# Goal of the exercise
What lines of the data include the string "Decides"? Copy them all.

Collected data entries
___

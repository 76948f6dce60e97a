//! Publisher and subscriber authorization.
//!
//! [`AuthorizationGate`] holds the two role secrets and turns a bearer
//! token into either a publish decision or a topic entitlement. A token
//! that fails verification is reported as an [`AuthError`], never folded
//! into a plain denial.

use std::fmt;

use jsonwebtoken::{Algorithm, DecodingKey, Validation};
use serde_json::{Map, Value};

/// Claim carrying the subscriber's entitled topics.
const TOPICS_CLAIM: &str = "topics";

/// Verified JWT claims.
type Claims = Map<String, Value>;

/// A credential failed signature, format, or time-window verification.
#[derive(Debug, thiserror::Error)]
#[error("{0}")]
pub struct AuthError(#[from] jsonwebtoken::errors::Error);

impl AuthError {
    /// Returns the underlying verification failure kind.
    #[must_use]
    pub fn kind(&self) -> &jsonwebtoken::errors::ErrorKind {
        self.0.kind()
    }
}

/// Decides publisher eligibility and subscriber topic entitlement.
///
/// Configured once at startup and read-only afterwards. A `None` secret
/// puts the corresponding role in open mode.
#[derive(Clone, Default)]
pub struct AuthorizationGate {
    publisher_secret: Option<String>,
    subscriber_secret: Option<String>,
}

impl AuthorizationGate {
    /// Creates a gate from optional role secrets. Empty strings are
    /// treated as unset.
    #[must_use]
    pub fn new(publisher_secret: Option<String>, subscriber_secret: Option<String>) -> Self {
        Self {
            publisher_secret: publisher_secret.filter(|s| !s.is_empty()),
            subscriber_secret: subscriber_secret.filter(|s| !s.is_empty()),
        }
    }

    /// Returns `true` if publishing requires a signed token.
    #[must_use]
    pub fn publisher_secured(&self) -> bool {
        self.publisher_secret.is_some()
    }

    /// Returns `true` if subscribing requires a signed token.
    #[must_use]
    pub fn subscriber_secured(&self) -> bool {
        self.subscriber_secret.is_some()
    }

    /// Decides whether `token` may publish.
    ///
    /// Always allows when no publisher secret is configured. With a secret
    /// configured, an empty token is denied.
    ///
    /// # Errors
    ///
    /// Returns [`AuthError`] if the token is present but cannot be verified
    /// against the publisher secret.
    pub fn authorize_publisher(&self, token: &str) -> Result<bool, AuthError> {
        let Some(secret) = self.publisher_secret.as_deref() else {
            return Ok(true);
        };
        if token.is_empty() {
            return Ok(false);
        }
        verify(token, secret)?;
        Ok(true)
    }

    /// Resolves the topics `token` may receive.
    ///
    /// - no subscriber secret: `Some(vec![])`, connect but receive nothing
    /// - secret set, empty token: `None`
    /// - verified token: the `topics` claim, or `None` if the claim is
    ///   missing or is not an array of strings
    ///
    /// # Errors
    ///
    /// Returns [`AuthError`] if the token is present but cannot be verified
    /// against the subscriber secret.
    pub fn authorize_subscriber(&self, token: &str) -> Result<Option<Vec<String>>, AuthError> {
        let Some(secret) = self.subscriber_secret.as_deref() else {
            return Ok(Some(Vec::new()));
        };
        if token.is_empty() {
            return Ok(None);
        }
        let claims = verify(token, secret)?;
        Ok(topics_claim(&claims))
    }
}

impl fmt::Debug for AuthorizationGate {
    fn fmt(&self, f: &mut fmt::Formatter<'_>) -> fmt::Result {
        f.debug_struct("AuthorizationGate")
            .field("publisher_secured", &self.publisher_secured())
            .field("subscriber_secured", &self.subscriber_secured())
            .finish()
    }
}

/// Verifies an HMAC-signed token and returns its claims.
///
/// `exp` and `nbf` are checked when present, with no leeway, but no claim
/// is required.
fn verify(token: &str, secret: &str) -> Result<Claims, AuthError> {
    let mut validation = Validation::new(Algorithm::HS256);
    validation.algorithms = vec![Algorithm::HS256, Algorithm::HS384, Algorithm::HS512];
    validation.required_spec_claims.clear();
    validation.validate_aud = false;
    validation.validate_nbf = true;
    validation.leeway = 0;

    let key = DecodingKey::from_secret(secret.as_bytes());
    let data = jsonwebtoken::decode::<Claims>(token, &key, &validation)?;
    Ok(data.claims)
}

fn topics_claim(claims: &Claims) -> Option<Vec<String>> {
    claims
        .get(TOPICS_CLAIM)?
        .as_array()?
        .iter()
        .map(|topic| topic.as_str().map(str::to_owned))
        .collect()
}

#[cfg(test)]
#[allow(clippy::panic)]
mod tests {
    use super::*;
    use jsonwebtoken::{EncodingKey, Header};
    use serde_json::json;

    fn sign(claims: &Value, secret: &str) -> String {
        let Ok(token) = jsonwebtoken::encode(
            &Header::default(),
            claims,
            &EncodingKey::from_secret(secret.as_bytes()),
        ) else {
            panic!("token encoding failed");
        };
        token
    }

    fn gate(publisher: Option<&str>, subscriber: Option<&str>) -> AuthorizationGate {
        AuthorizationGate::new(publisher.map(String::from), subscriber.map(String::from))
    }

    #[test]
    fn open_publisher_allows_empty_token() {
        let gate = gate(None, None);
        assert!(matches!(gate.authorize_publisher(""), Ok(true)));
    }

    #[test]
    fn empty_secret_is_open_mode() {
        let gate = gate(Some(""), Some(""));
        assert!(!gate.publisher_secured());
        assert!(!gate.subscriber_secured());
        assert!(matches!(gate.authorize_publisher(""), Ok(true)));
    }

    #[test]
    fn secured_publisher_denies_missing_token() {
        let gate = gate(Some("s1"), None);
        assert!(matches!(gate.authorize_publisher(""), Ok(false)));
    }

    #[test]
    fn secured_publisher_allows_valid_token() {
        let gate = gate(Some("s1"), None);
        let token = sign(&json!({"sub": "publisher"}), "s1");
        assert!(matches!(gate.authorize_publisher(&token), Ok(true)));
    }

    #[test]
    fn forged_publisher_token_is_an_error() {
        let gate = gate(Some("s1"), None);
        let token = sign(&json!({"sub": "publisher"}), "other");
        let Err(err) = gate.authorize_publisher(&token) else {
            panic!("expected verification error");
        };
        assert!(matches!(
            err.kind(),
            jsonwebtoken::errors::ErrorKind::InvalidSignature
        ));
    }

    #[test]
    fn garbage_token_is_an_error() {
        let gate = gate(Some("s1"), Some("s2"));
        assert!(gate.authorize_publisher("not-a-jwt").is_err());
        assert!(gate.authorize_subscriber("not-a-jwt").is_err());
    }

    #[test]
    fn expired_token_is_an_error() {
        let gate = gate(Some("s1"), None);
        let token = sign(&json!({"exp": 1_000}), "s1");
        let Err(err) = gate.authorize_publisher(&token) else {
            panic!("expected expiry error");
        };
        assert!(matches!(
            err.kind(),
            jsonwebtoken::errors::ErrorKind::ExpiredSignature
        ));
    }

    #[test]
    fn recently_expired_token_gets_no_leeway() {
        let gate = gate(Some("s1"), None);
        let exp = jsonwebtoken::get_current_timestamp() - 5;
        let token = sign(&json!({ "exp": exp }), "s1");
        let Err(err) = gate.authorize_publisher(&token) else {
            panic!("expected expiry error");
        };
        assert!(matches!(
            err.kind(),
            jsonwebtoken::errors::ErrorKind::ExpiredSignature
        ));
    }

    #[test]
    fn not_yet_valid_token_is_an_error() {
        let gate = gate(Some("s1"), Some("s1"));
        let token = sign(&json!({"nbf": 4_000_000_000_u64, "topics": ["a"]}), "s1");

        let Err(err) = gate.authorize_publisher(&token) else {
            panic!("expected immature signature error on publish");
        };
        assert!(matches!(
            err.kind(),
            jsonwebtoken::errors::ErrorKind::ImmatureSignature
        ));

        let Err(err) = gate.authorize_subscriber(&token) else {
            panic!("expected immature signature error on subscribe");
        };
        assert!(matches!(
            err.kind(),
            jsonwebtoken::errors::ErrorKind::ImmatureSignature
        ));
    }

    #[test]
    fn past_nbf_is_accepted() {
        let gate = gate(None, Some("s1"));
        let token = sign(&json!({"nbf": 1_000, "topics": ["a"]}), "s1");
        let Ok(Some(topics)) = gate.authorize_subscriber(&token) else {
            panic!("expected topics");
        };
        assert_eq!(topics, vec!["a".to_string()]);
    }

    #[test]
    fn open_subscriber_gets_empty_entitlement() {
        let gate = gate(None, None);
        let Ok(Some(topics)) = gate.authorize_subscriber("anything") else {
            panic!("expected empty entitlement");
        };
        assert!(topics.is_empty());
    }

    #[test]
    fn secured_subscriber_without_token_gets_none() {
        let gate = gate(None, Some("s1"));
        assert!(matches!(gate.authorize_subscriber(""), Ok(None)));
    }

    #[test]
    fn subscriber_topics_preserve_claim_order() {
        let gate = gate(None, Some("s1"));
        let token = sign(&json!({"topics": ["b", "a"]}), "s1");
        let Ok(Some(topics)) = gate.authorize_subscriber(&token) else {
            panic!("expected topics");
        };
        assert_eq!(topics, vec!["b".to_string(), "a".to_string()]);
    }

    #[test]
    fn missing_topics_claim_degrades_to_none() {
        let gate = gate(None, Some("s1"));
        let token = sign(&json!({"sub": "viewer"}), "s1");
        assert!(matches!(gate.authorize_subscriber(&token), Ok(None)));
    }

    #[test]
    fn malformed_topics_claim_degrades_to_none() {
        let gate = gate(None, Some("s1"));
        for claim in [json!("a"), json!(["a", 1]), json!({"a": true})] {
            let token = sign(&json!({"topics": claim}), "s1");
            assert!(matches!(gate.authorize_subscriber(&token), Ok(None)));
        }
    }

    #[test]
    fn publisher_and_subscriber_secrets_are_independent() {
        let gate = gate(Some("pub"), Some("sub"));
        let sub_token = sign(&json!({"topics": ["a"]}), "sub");
        assert!(gate.authorize_publisher(&sub_token).is_err());
        let pub_token = sign(&json!({"topics": ["a"]}), "pub");
        assert!(gate.authorize_subscriber(&pub_token).is_err());
    }

    #[test]
    fn debug_does_not_leak_secrets() {
        let gate = gate(Some("super-secret"), None);
        let rendered = format!("{gate:?}");
        assert!(!rendered.contains("super-secret"));
        assert!(rendered.contains("publisher_secured: true"));
    }
}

___

# Response area
/// Decides publisher eligibility and subscriber topic entitlement.
    /// Decides whether `token` may publish.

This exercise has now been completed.